Your goal
The expected output is a copy of every line in the records with the string "below".

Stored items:

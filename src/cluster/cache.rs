//! Traversal-scoped lookup cache
//!
//! Wraps a [`ClusterClient`] and remembers get/list results for the lifetime
//! of one query. Both caches are bounded LRUs; errors are never cached.

use super::{ClusterClient, ClusterError};
use async_trait::async_trait;
use lru::LruCache;
use serde_json::Value;
use std::num::NonZeroUsize;
use std::sync::Arc;
use std::sync::atomic::{AtomicUsize, Ordering};
use tokio::sync::Mutex;

type GetKey = (String, String, String);
type ListKey = (String, String);

/// Bounded, per-query cache in front of a cluster client
pub struct CachedCluster {
    inner: Arc<dyn ClusterClient>,
    objects: Mutex<LruCache<GetKey, Option<Value>>>,
    lists: Mutex<LruCache<ListKey, Vec<Value>>>,
    hits: AtomicUsize,
    misses: AtomicUsize,
}

impl CachedCluster {
    /// Create a cache holding at most `capacity` entries per lookup type
    pub fn new(inner: Arc<dyn ClusterClient>, capacity: usize) -> Self {
        let capacity = NonZeroUsize::new(capacity).unwrap_or(NonZeroUsize::MIN);
        Self {
            inner,
            objects: Mutex::new(LruCache::new(capacity)),
            lists: Mutex::new(LruCache::new(capacity)),
            hits: AtomicUsize::new(0),
            misses: AtomicUsize::new(0),
        }
    }

    /// Drop every cached entry
    pub async fn clear(&self) {
        self.objects.lock().await.clear();
        self.lists.lock().await.clear();
    }

    /// (hits, misses) since creation
    pub fn stats(&self) -> (usize, usize) {
        (
            self.hits.load(Ordering::Relaxed),
            self.misses.load(Ordering::Relaxed),
        )
    }
}

#[async_trait]
impl ClusterClient for CachedCluster {
    async fn get_object(
        &self,
        kind: &str,
        name: &str,
        namespace: &str,
    ) -> Result<Option<Value>, ClusterError> {
        let key = (kind.to_string(), name.to_string(), namespace.to_string());
        if let Some(cached) = self.objects.lock().await.get(&key) {
            self.hits.fetch_add(1, Ordering::Relaxed);
            return Ok(cached.clone());
        }

        self.misses.fetch_add(1, Ordering::Relaxed);
        let fetched = self.inner.get_object(kind, name, namespace).await?;
        self.objects.lock().await.put(key, fetched.clone());
        Ok(fetched)
    }

    async fn list_objects(&self, kind: &str, namespace: &str) -> Result<Vec<Value>, ClusterError> {
        let key = (kind.to_string(), namespace.to_string());
        if let Some(cached) = self.lists.lock().await.get(&key) {
            self.hits.fetch_add(1, Ordering::Relaxed);
            return Ok(cached.clone());
        }

        self.misses.fetch_add(1, Ordering::Relaxed);
        let fetched = self.inner.list_objects(kind, namespace).await?;
        self.lists.lock().await.put(key, fetched.clone());
        Ok(fetched)
    }
}
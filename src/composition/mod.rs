//! Composition trees
//!
//! A composition is the containment tree of a top-level resource, following
//! owner references along the child kinds its kind declares. Trees are built
//! per namespace sweep into a flat list of [`CompositionTreeNode`]s and
//! assembled into nested [`Composition`]s on read.

pub mod builder;
pub mod refresh;
pub mod store;

pub use builder::{CompositionBuilder, RefreshSummary};
pub use refresh::{CompositionRefresher, RefreshEvent};
pub use store::ClusterCompositions;

use crate::cluster::object;
use crate::graph::ResourceRef;
use chrono::{DateTime, Utc};
use serde::Serialize;
use serde_json::Value;

/// Level of a top-level resource; its direct children sit one below
pub const TOP_LEVEL: usize = 1;

/// Nested, serializable composition tree
#[derive(Debug, Clone, PartialEq, Eq, Serialize)]
#[serde(rename_all = "camelCase")]
pub struct Composition {
    pub level: usize,
    pub kind: String,
    pub name: String,
    pub namespace: String,
    pub status: String,
    pub children: Vec<Composition>,
}

impl Composition {
    /// Number of nodes in this tree, including itself
    pub fn size(&self) -> usize {
        1 + self.children.iter().map(Composition::size).sum::<usize>()
    }

    /// Indented text tree, two spaces per level below the top
    pub fn render_tree(&self) -> String {
        let mut out = String::new();
        self.write_tree(&mut out);
        out
    }

    fn write_tree(&self, out: &mut String) {
        out.push_str(&"  ".repeat(self.level.saturating_sub(TOP_LEVEL)));
        out.push_str(&format!("{}/{}", self.kind, self.name));
        if !self.status.is_empty() {
            out.push_str(&format!(" ({})", self.status));
        }
        out.push('\n');
        for child in &self.children {
            child.write_tree(out);
        }
    }
}

/// A child resource matched under a parent during the build
#[derive(Debug, Clone, PartialEq, Eq)]
pub struct ChildResource {
    pub name: String,
    pub namespace: String,
    pub status: String,
    pub owner_reference_kind: String,
    pub owner_reference_name: String,
    pub owner_reference_api_version: String,
}

impl ChildResource {
    /// Record `obj` as a child of `parent_kind/parent_name`
    pub fn owned_by(obj: &Value, parent_kind: &str, parent_name: &str) -> Self {
        let owner = object::owner_references(obj)
            .into_iter()
            .find(|o| o.kind == parent_kind && o.name == parent_name);
        Self {
            name: object::name(obj).to_string(),
            namespace: object::namespace(obj).to_string(),
            status: object::status_phase(obj),
            owner_reference_kind: parent_kind.to_string(),
            owner_reference_name: parent_name.to_string(),
            owner_reference_api_version: owner.map(|o| o.api_version).unwrap_or_default(),
        }
    }
}

/// Children of one kind found under one parent instance
#[derive(Debug, Clone, PartialEq, Eq)]
pub struct CompositionTreeNode {
    /// Level of the children; the top-level resource is at [`TOP_LEVEL`]
    pub level: usize,
    pub child_kind: String,
    pub parent_kind: String,
    pub parent_name: String,
    pub children: Vec<ChildResource>,
}

/// Stored composition of one top-level resource
#[derive(Debug, Clone)]
pub struct CompositionSnapshot {
    pub kind: String,
    pub name: String,
    pub namespace: String,
    pub status: String,
    pub tree: Vec<CompositionTreeNode>,
    pub refreshed_at: DateTime<Utc>,
}

impl CompositionSnapshot {
    pub fn new(kind: &str, obj: &Value, tree: Vec<CompositionTreeNode>) -> Self {
        Self {
            kind: kind.to_string(),
            name: object::name(obj).to_string(),
            namespace: object::namespace(obj).to_string(),
            status: object::status_phase(obj),
            tree,
            refreshed_at: Utc::now(),
        }
    }

    pub fn reference(&self) -> ResourceRef {
        ResourceRef::new(&self.kind, &self.name, &self.namespace)
    }

    /// Assemble the nested tree
    ///
    /// Every child recorded under a parent is kept, so siblings sharing a
    /// level and kind each get their own subtree.
    pub fn assemble(&self) -> Composition {
        Composition {
            level: TOP_LEVEL,
            kind: self.kind.clone(),
            name: self.name.clone(),
            namespace: self.namespace.clone(),
            status: self.status.clone(),
            children: self.children_of(&self.kind, &self.name, TOP_LEVEL),
        }
    }

    fn children_of(&self, parent_kind: &str, parent_name: &str, parent_level: usize) -> Vec<Composition> {
        self.tree
            .iter()
            .filter(|node| {
                node.level == parent_level + 1
                    && node.parent_kind == parent_kind
                    && node.parent_name == parent_name
            })
            .flat_map(|node| {
                node.children.iter().map(move |child| Composition {
                    level: node.level,
                    kind: node.child_kind.clone(),
                    name: child.name.clone(),
                    namespace: child.namespace.clone(),
                    status: child.status.clone(),
                    children: self.children_of(&node.child_kind, &child.name, node.level),
                })
            })
            .collect()
    }
}

#[cfg(test)]
mod tests {
    use super::*;
    use serde_json::json;

    fn child(name: &str, owner_kind: &str, owner: &str) -> ChildResource {
        ChildResource {
            name: name.to_string(),
            namespace: "default".to_string(),
            status: "Running".to_string(),
            owner_reference_kind: owner_kind.to_string(),
            owner_reference_name: owner.to_string(),
            owner_reference_api_version: "apps/v1".to_string(),
        }
    }

    fn snapshot() -> CompositionSnapshot {
        let deployment = json!({"kind": "Deployment", "metadata": {"name": "d1", "namespace": "default"}});
        CompositionSnapshot::new(
            "Deployment",
            &deployment,
            vec![
                CompositionTreeNode {
                    level: 2,
                    child_kind: "ReplicaSet".to_string(),
                    parent_kind: "Deployment".to_string(),
                    parent_name: "d1".to_string(),
                    children: vec![child("rs1", "Deployment", "d1"), child("rs2", "Deployment", "d1")],
                },
                CompositionTreeNode {
                    level: 3,
                    child_kind: "Pod".to_string(),
                    parent_kind: "ReplicaSet".to_string(),
                    parent_name: "rs1".to_string(),
                    children: vec![child("p1", "ReplicaSet", "rs1")],
                },
                CompositionTreeNode {
                    level: 3,
                    child_kind: "Pod".to_string(),
                    parent_kind: "ReplicaSet".to_string(),
                    parent_name: "rs2".to_string(),
                    children: vec![child("p2", "ReplicaSet", "rs2"), child("p3", "ReplicaSet", "rs2")],
                },
            ],
        )
    }

    #[test]
    fn test_assemble_keeps_sibling_fan_out() {
        let tree = snapshot().assemble();
        assert_eq!(tree.kind, "Deployment");
        assert_eq!(tree.level, 1);
        assert_eq!(tree.children.len(), 2);
        assert_eq!(tree.children[0].name, "rs1");
        assert_eq!(tree.children[0].children.len(), 1);
        assert_eq!(tree.children[1].children.len(), 2);
        assert_eq!(tree.children[1].children[1].name, "p3");
        assert_eq!(tree.children[1].children[1].level, 3);
        assert_eq!(tree.size(), 6);
    }

    #[test]
    fn test_render_tree_indents_children() {
        let rendered = snapshot().assemble().render_tree();
        let lines: Vec<&str> = rendered.lines().collect();
        assert_eq!(lines[0], "Deployment/d1");
        assert_eq!(lines[1], "  ReplicaSet/rs1 (Running)");
        assert_eq!(lines[2], "    Pod/p1 (Running)");
        assert_eq!(lines.len(), 6);
    }

    #[test]
    fn test_child_resource_records_owner() {
        let pod = json!({
            "kind": "Pod",
            "metadata": {
                "name": "p1",
                "namespace": "default",
                "ownerReferences": [{"apiVersion": "apps/v1", "kind": "ReplicaSet", "name": "rs1"}]
            },
            "status": {"phase": "Running"}
        });
        let child = ChildResource::owned_by(&pod, "ReplicaSet", "rs1");
        assert_eq!(child.owner_reference_api_version, "apps/v1");
        assert_eq!(child.status, "Running");
    }

    #[test]
    fn test_composition_serializes_camel_case() {
        let value = serde_json::to_value(snapshot().assemble()).unwrap();
        assert_eq!(value["kind"], "Deployment");
        assert_eq!(value["children"][0]["children"][0]["name"], "p1");
        assert_eq!(value["level"], 1);
        assert_eq!(value["children"][0]["level"], 2);
    }
}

Response area
/// Level of a top-level resource; its direct children sit one below
    /// Indented text tree, two spaces per level below the top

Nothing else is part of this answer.